** Exercise requirements **
Search the data below for the string "pattern". Extract every line that contains it.

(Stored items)
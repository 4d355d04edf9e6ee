//! # Cell Extraction
//!
//! Walks a face list under a [`WireframeMode`] and emits cells: closed loops
//! of point indices whose consecutive pairs become wireframe edges.
//!
//! `Triangle` emits one three-point cell per face. Every other mode reads
//! faces two at a time as the halves of one quad and emits two-point cells
//! from the mode's corner table. A trailing unpaired face is ignored.

use tracing::{debug, warn};

use crate::mesh::{Face, Mesh};
use crate::mode::WireframeMode;

/// A closed loop of point indices.
pub type Cell = Vec<u32>;

/// Gathers the cells for `mode`.
///
/// `filter` is asked once per face for `Triangle` and once per face pair
/// (with the index of the pair's first face) for the paired modes. A
/// rejected pair contributes nothing.
///
/// # Example
///
/// ```rust
/// use tube_wireframe::{extract_cells, Mesh, WireframeMode};
/// use glam::DVec3;
///
/// let points = vec![DVec3::ZERO, DVec3::Y, DVec3::new(1.0, 1.0, 0.0), DVec3::X];
/// let mesh = Mesh::from_quads(points, &[[0, 1, 2, 3]]);
///
/// let cells = extract_cells(&mesh, WireframeMode::Diagonal0, |_, _| true);
/// assert_eq!(cells, vec![vec![0, 2]]);
/// ```
pub fn extract_cells<F>(mesh: &Mesh, mode: WireframeMode, mut filter: F) -> Vec<Cell>
where
    F: FnMut(usize, WireframeMode) -> bool,
{
    let faces = mesh.faces();

    let cells: Vec<Cell> = if mode.is_paired() {
        let rules = mode.corner_rules();
        let mut cells = Vec::with_capacity(faces.len() / 2 * rules.len());
        for (pair_index, pair) in faces.chunks_exact(2).enumerate() {
            if !filter(pair_index * 2, mode) {
                continue;
            }
            let quad: [&Face; 2] = [&pair[0], &pair[1]];
            cells.extend(rules.iter().map(|rule| {
                rule.iter()
                    .map(|&(face, corner)| quad[face].corners()[corner])
                    .collect()
            }));
        }
        cells
    } else {
        faces
            .iter()
            .enumerate()
            .filter(|&(i, _)| filter(i, mode))
            .map(|(_, face)| face.corners().to_vec())
            .collect()
    };

    debug!(
        mode = %mode,
        faces = faces.len(),
        cells = cells.len(),
        "extracted wireframe cells"
    );
    cells
}

/// Gathers cells for a mode given by its string tag.
///
/// An unrecognized tag yields no cells rather than an error, so a typo in a
/// tag produces an empty wireframe. A warning is logged.
pub fn extract_cells_tagged<F>(mesh: &Mesh, tag: &str, filter: F) -> Vec<Cell>
where
    F: FnMut(usize, WireframeMode) -> bool,
{
    match WireframeMode::from_tag(tag) {
        Some(mode) => extract_cells(mesh, mode, filter),
        None => {
            warn!(tag, "unrecognized wireframe mode, no cells extracted");
            Vec::new()
        }
    }
}
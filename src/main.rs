use argh::FromArgs;
use std::path::PathBuf;
use watch_shell::{Config, Interpreter, jobs, logging};

#[derive(FromArgs)]
/// Interactive shell with built-ins, redirections, pipes and a login watcher.
struct Args {
    #[argh(option, short = 'c')]
    /// configuration file to use instead of ~/.config/wsh/config.toml.
    config: Option<PathBuf>,

    #[argh(switch, short = 'v')]
    /// log at debug level.
    verbose: bool,
}

fn main() {
    let args: Args = argh::from_env();
    let config = Config::load(args.config.as_deref());

    let level = if args.verbose {
        log::LevelFilter::Debug
    } else {
        config.log_level()
    };
    if let Err(e) = logging::init(level, config.log.file.as_deref()) {
        eprintln!("wsh: logging disabled: {e:#}");
    }

    if let Err(e) = jobs::install_sigchld_handler() {
        log::error!("background children will not be reaped: {e}");
    }
    if let Err(e) = jobs::install_interactive_handlers() {
        log::error!("could not install interrupt handlers: {e}");
    }

    let mut sh = Interpreter::with_config(config);
    if let Err(e) = sh.repl() {
        log::error!("input loop ended: {e}");
    }
    sh.shutdown();
}
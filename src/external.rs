use crate::command::{ExecutableCommand, ExitCode, Streams};
use crate::error::ShellError;
use crate::path::resolve_command;
use crate::session::Session;
use anyhow::Result;
use std::os::unix::process::CommandExt;
use std::process::ExitStatus;

/// Command that is not a builtin.
pub struct ExternalCommand {
    argv: Vec<String>,
    background: bool,
}

impl ExternalCommand {
    /// `argv[0]` is the command name, the rest its arguments.
    pub fn new(argv: Vec<String>, background: bool) -> Self {
        Self { argv, background }
    }
}

impl ExecutableCommand for ExternalCommand {
    fn execute(self: Box<Self>, streams: Streams, session: &mut Session) -> Result<ExitCode> {
        let Some((name, args)) = self.argv.split_first() else {
            return Ok(0);
        };
        let search_path = session.env.search_path();
        let executable = resolve_command(name, &search_path)
            .ok_or_else(|| ShellError::CommandNotFound(name.clone()))?
            .into_owned();
        let args = expand_wildcards(args);

        log::info!("Executing [{}]", executable.display());
        let mut child = {
            let mut cmd = std::process::Command::new(&executable);
            cmd.arg0(name)
                .args(&args)
                .env_clear()
                .envs(session.child_env())
                .current_dir(session.current_dir())
                .stdin(streams.stdin.stdio())
                .stdout(streams.stdout.stdio())
                .stderr(streams.stderr.stdio());
            cmd.spawn().map_err(|source| ShellError::Spawn {
                name: name.clone(),
                source,
            })?
        };

        if self.background {
            let number = session.jobs.next_number();
            println!(
                "Background process number [{}] with pid [{}]",
                number,
                child.id()
            );
            return Ok(0);
        }

        match child.wait() {
            Ok(status) => Ok(exit_code(status)),
            Err(e) => {
                log::error!("waiting for {name} failed: {e}");
                println!("non-bg waitpid error");
                Ok(1)
            }
        }
    }
}

/// Expand arguments that contain `*`, `?` or `[` against the filesystem.
///
/// A pattern that matches nothing, or is not a valid pattern, is left out.
pub fn expand_wildcards(args: &[String]) -> Vec<String> {
    let mut expanded = Vec::with_capacity(args.len());
    for arg in args {
        if !arg.contains(['*', '?', '[']) {
            expanded.push(arg.clone());
            continue;
        }
        match glob::glob(arg) {
            Ok(paths) => {
                let before = expanded.len();
                expanded.extend(
                    paths
                        .filter_map(|p| p.ok())
                        .map(|p| p.to_string_lossy().into_owned()),
                );
                if expanded.len() == before {
                    log::debug!("pattern {arg} matched nothing");
                }
            }
            Err(e) => log::warn!("ignoring bad pattern {arg}: {e}"),
        }
    }
    expanded
}

/// Map a finished child's status to a shell exit code.
pub fn exit_code(status: ExitStatus) -> ExitCode {
    match status.code() {
        Some(x) => x,
        None => terminated_by_signal(status),
    }
}

fn terminated_by_signal(exit_status: ExitStatus) -> i32 {
    use std::os::unix::process::ExitStatusExt;
    if let Some(signal) = ExitStatusExt::signal(&exit_status) {
        128 + signal
    } else if ExitStatusExt::core_dumped(&exit_status) {
        255
    } else {
        -1
    }
}
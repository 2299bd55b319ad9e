//! The watch list and the monitor thread that reports logins of watched users.

use crate::error::ShellError;
use std::io::Write;
use std::sync::mpsc::{self, RecvTimeoutError, Sender};
use std::sync::{Arc, Mutex, MutexGuard, PoisonError};
use std::thread::{self, JoinHandle};
use std::time::Duration;

/// One live login session.
#[derive(Debug, Clone, PartialEq, Eq)]
pub struct LoginSession {
    pub user: String,
    pub line: String,
    pub host: String,
}

/// Source of live login sessions.
pub trait SessionSource: Send + 'static {
    fn sessions(&mut self) -> Vec<LoginSession>;
}

/// Reads `USER_PROCESS` records from the system utmpx database.
#[derive(Debug, Default, Clone, Copy)]
pub struct Utmpx;

#[cfg(any(target_os = "linux", target_os = "macos"))]
impl SessionSource for Utmpx {
    fn sessions(&mut self) -> Vec<LoginSession> {
        fn field(raw: &[libc::c_char]) -> String {
            let bytes: Vec<u8> = raw
                .iter()
                .take_while(|&&c| c != 0)
                .map(|&c| c as u8)
                .collect();
            String::from_utf8_lossy(&bytes).into_owned()
        }

        let mut found = Vec::new();
        // SAFETY: the utmpx cursor is only used from the monitor thread, and each
        // record is copied out before the next getutxent call.
        unsafe {
            libc::setutxent();
            loop {
                let entry = libc::getutxent();
                if entry.is_null() {
                    break;
                }
                let entry = &*entry;
                if entry.ut_type == libc::USER_PROCESS {
                    found.push(LoginSession {
                        user: field(&entry.ut_user),
                        line: field(&entry.ut_line),
                        host: field(&entry.ut_host),
                    });
                }
            }
            libc::endutxent();
        }
        found
    }
}

#[cfg(not(any(target_os = "linux", target_os = "macos")))]
impl SessionSource for Utmpx {
    fn sessions(&mut self) -> Vec<LoginSession> {
        Vec::new()
    }
}

/// Insertion-ordered list of watched usernames shared with the monitor thread.
#[derive(Debug, Clone, Default)]
pub struct WatchList {
    users: Arc<Mutex<Vec<String>>>,
}

impl WatchList {
    fn lock(&self) -> MutexGuard<'_, Vec<String>> {
        // the list is only ever pushed to or filtered, a panic can't leave it half-updated
        self.users.lock().unwrap_or_else(PoisonError::into_inner)
    }

    /// Append `name` unless it is already watched.
    pub fn add(&self, name: &str) -> Result<(), ShellError> {
        let mut users = self.lock();
        if users.iter().any(|u| u == name) {
            return Err(ShellError::WatchListDuplicate(name.to_owned()));
        }
        users.push(name.to_owned());
        Ok(())
    }

    /// Remove every entry equal to `name`. Returns how many were removed.
    pub fn remove(&self, name: &str) -> Result<usize, ShellError> {
        let mut users = self.lock();
        if users.is_empty() {
            return Err(ShellError::WatchListEmpty);
        }
        let before = users.len();
        users.retain(|u| u != name);
        Ok(before - users.len())
    }

    pub fn contains(&self, name: &str) -> bool {
        self.lock().iter().any(|u| u == name)
    }

    pub fn snapshot(&self) -> Vec<String> {
        self.lock().clone()
    }
}

/// Report every session whose user is on the watch list.
///
/// The lock is taken once per session, so the command loop is never kept waiting
/// for a whole scan.
pub fn scan<W: Write>(list: &WatchList, sessions: &[LoginSession], out: &mut W) -> usize {
    let mut reported = 0;
    for session in sessions {
        let users = list.lock();
        for user in users.iter().filter(|u| **u == session.user) {
            let _ = writeln!(
                out,
                "{} has logged on {} from {}",
                user, session.line, session.host
            );
            reported += 1;
        }
    }
    let _ = out.flush();
    reported
}

/// Owner of the monitor thread.
///
/// Idle until [`WatchMonitor::start`] is first called; later calls are no-ops.
/// [`WatchMonitor::stop`] (also run on drop) wakes the thread out of its sleep and
/// joins it.
pub struct WatchMonitor {
    list: WatchList,
    interval: Duration,
    stop_tx: Option<Sender<()>>,
    handle: Option<JoinHandle<()>>,
}

impl WatchMonitor {
    pub fn new(list: WatchList, interval: Duration) -> Self {
        Self {
            list,
            interval,
            stop_tx: None,
            handle: None,
        }
    }

    pub fn is_running(&self) -> bool {
        self.handle.is_some()
    }

    /// Spawn the polling thread. Returns `false` if it was already running.
    pub fn start<S, W>(&mut self, mut source: S, mut out: W) -> std::io::Result<bool>
    where
        S: SessionSource,
        W: Write + Send + 'static,
    {
        if self.handle.is_some() {
            return Ok(false);
        }
        let (stop_tx, stop_rx) = mpsc::channel::<()>();
        let list = self.list.clone();
        let interval = self.interval;
        let handle = thread::Builder::new()
            .name("watchuser".into())
            .spawn(move || {
                log::debug!("watch monitor started, polling every {interval:?}");
                loop {
                    let sessions = source.sessions();
                    scan(&list, &sessions, &mut out);
                    match stop_rx.recv_timeout(interval) {
                        Err(RecvTimeoutError::Timeout) => continue,
                        Ok(()) | Err(RecvTimeoutError::Disconnected) => break,
                    }
                }
                log::debug!("watch monitor stopped");
            })?;
        self.stop_tx = Some(stop_tx);
        self.handle = Some(handle);
        Ok(true)
    }

    /// Request the thread to stop and wait until it has.
    pub fn stop(&mut self) {
        if let Some(tx) = self.stop_tx.take() {
            let _ = tx.send(());
        }
        if let Some(handle) = self.handle.take() {
            if handle.join().is_err() {
                log::error!("watch monitor thread panicked");
            }
        }
    }
}

impl Drop for WatchMonitor {
    fn drop(&mut self) {
        self.stop();
    }
}
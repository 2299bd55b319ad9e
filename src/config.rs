use crate::parser::Limits;
use serde::Deserialize;
use std::path::{Path, PathBuf};
use std::time::Duration;

/// Embedded default configuration.
const DEFAULT_CONFIG: &str = include_str!("../config.default.toml");

// ── Final (merged) config types ──

#[derive(Debug, Clone, PartialEq, Deserialize)]
pub struct Config {
    #[serde(default)]
    pub shell: ShellConfig,
    #[serde(default)]
    pub limits: LimitsConfig,
    #[serde(default)]
    pub watch: WatchConfig,
    #[serde(default)]
    pub log: LogConfig,
}

#[derive(Debug, Clone, PartialEq, Deserialize)]
pub struct ShellConfig {
    #[serde(default)]
    pub prompt: String,
    #[serde(default)]
    pub noclobber: bool,
    /// When false, launched programs get an empty environment.
    #[serde(default = "default_true")]
    pub inherit_environment: bool,
}

#[derive(Debug, Clone, PartialEq, Deserialize)]
pub struct LimitsConfig {
    pub max_line: usize,
    pub max_args: usize,
    pub max_env_vars: usize,
}

#[derive(Debug, Clone, PartialEq, Deserialize)]
pub struct WatchConfig {
    pub interval_secs: u64,
}

#[derive(Debug, Clone, PartialEq, Deserialize)]
pub struct LogConfig {
    pub level: String,
    #[serde(default)]
    pub file: Option<PathBuf>,
}

fn default_true() -> bool {
    true
}

impl Default for ShellConfig {
    fn default() -> Self {
        Self {
            prompt: String::new(),
            noclobber: false,
            inherit_environment: true,
        }
    }
}

impl Default for LimitsConfig {
    fn default() -> Self {
        Self {
            max_line: 128,
            max_args: 16,
            max_env_vars: crate::env::DEFAULT_MAX_VARS,
        }
    }
}

impl Default for WatchConfig {
    fn default() -> Self {
        Self { interval_secs: 20 }
    }
}

impl Default for LogConfig {
    fn default() -> Self {
        Self {
            level: "warn".into(),
            file: None,
        }
    }
}

impl Default for Config {
    fn default() -> Self {
        Self::default_config()
    }
}

// ── Overlay types (user config that merges with defaults) ──

#[derive(Debug, Deserialize, Default)]
struct ConfigOverlay {
    #[serde(default)]
    shell: ShellOverlay,
    #[serde(default)]
    limits: LimitsOverlay,
    #[serde(default)]
    watch: WatchOverlay,
    #[serde(default)]
    log: LogOverlay,
}

#[derive(Debug, Deserialize, Default)]
struct ShellOverlay {
    prompt: Option<String>,
    noclobber: Option<bool>,
    inherit_environment: Option<bool>,
}

#[derive(Debug, Deserialize, Default)]
struct LimitsOverlay {
    max_line: Option<usize>,
    max_args: Option<usize>,
    max_env_vars: Option<usize>,
}

#[derive(Debug, Deserialize, Default)]
struct WatchOverlay {
    interval_secs: Option<u64>,
}

#[derive(Debug, Deserialize, Default)]
struct LogOverlay {
    level: Option<String>,
    file: Option<PathBuf>,
}

impl Config {
    /// Load the default embedded configuration.
    pub fn default_config() -> Self {
        match toml::from_str(DEFAULT_CONFIG) {
            Ok(config) => config,
            Err(e) => {
                log::error!("embedded default config does not parse: {e}");
                Self {
                    shell: ShellConfig::default(),
                    limits: LimitsConfig::default(),
                    watch: WatchConfig::default(),
                    log: LogConfig::default(),
                }
            }
        }
    }

    /// Load configuration with resolution order:
    /// 1. Start with embedded defaults
    /// 2. Merge the overlay from `path`, or from ~/.config/wsh/config.toml when
    ///    no path is given (if it exists)
    ///
    /// A file that fails to parse is reported on stderr and ignored, as is an
    /// explicit `path` that cannot be read. A missing user config is not an error.
    pub fn load(path: Option<&Path>) -> Self {
        let mut config = Self::default_config();
        let (path, explicit) = match path {
            Some(p) => (Some(p.to_path_buf()), true),
            None => (Self::user_config_path(), false),
        };
        let Some(path) = path else {
            return config;
        };
        match Self::load_overlay(&path, explicit) {
            Ok(Some(overlay)) => config.apply_overlay(overlay),
            Ok(None) => {}
            Err(msg) => eprintln!("{msg}"),
        }
        config
    }

    fn user_config_path() -> Option<PathBuf> {
        let home = std::env::var_os("HOME")?;
        Some(Path::new(&home).join(".config/wsh/config.toml"))
    }

    /// Read and parse an overlay; the error is the warning to show the user.
    fn load_overlay(path: &Path, explicit: bool) -> Result<Option<ConfigOverlay>, String> {
        let content = match std::fs::read_to_string(path) {
            Ok(content) => content,
            Err(e) if !explicit && e.kind() == std::io::ErrorKind::NotFound => return Ok(None),
            Err(e) => return Err(format!("wsh: cannot read config {}: {e}", path.display())),
        };
        Self::parse_overlay(&content)
            .map(Some)
            .map_err(|e| format!("wsh: config parse error in {}: {e}", path.display()))
    }

    fn parse_overlay(content: &str) -> Result<ConfigOverlay, toml::de::Error> {
        toml::from_str(content)
    }

    /// Apply an overlay on top of this config: every set key overrides.
    fn apply_overlay(&mut self, overlay: ConfigOverlay) {
        let s = overlay.shell;
        if let Some(v) = s.prompt {
            self.shell.prompt = v;
        }
        if let Some(v) = s.noclobber {
            self.shell.noclobber = v;
        }
        if let Some(v) = s.inherit_environment {
            self.shell.inherit_environment = v;
        }

        let l = overlay.limits;
        if let Some(v) = l.max_line {
            self.limits.max_line = v.max(2);
        }
        if let Some(v) = l.max_args {
            self.limits.max_args = v.max(1);
        }
        if let Some(v) = l.max_env_vars {
            self.limits.max_env_vars = v;
        }

        if let Some(v) = overlay.watch.interval_secs {
            self.watch.interval_secs = v.max(1);
        }

        if let Some(v) = overlay.log.level {
            self.log.level = v;
        }
        if let Some(v) = overlay.log.file {
            self.log.file = Some(v);
        }
    }

    pub fn parse_limits(&self) -> Limits {
        Limits {
            max_line: self.limits.max_line,
            max_args: self.limits.max_args,
        }
    }

    pub fn watch_interval(&self) -> Duration {
        Duration::from_secs(self.watch.interval_secs)
    }

    pub fn log_level(&self) -> log::LevelFilter {
        self.log.level.parse().unwrap_or_else(|_| {
            eprintln!("wsh: unknown log level {:?}, using warn", self.log.level);
            log::LevelFilter::Warn
        })
    }
}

** Answer to this task **
/// A pattern that matches nothing, or is not a valid pattern, is left out.
                    log::debug!("pattern {arg} matched nothing");
            Err(e) => log::warn!("ignoring bad pattern {arg}: {e}"),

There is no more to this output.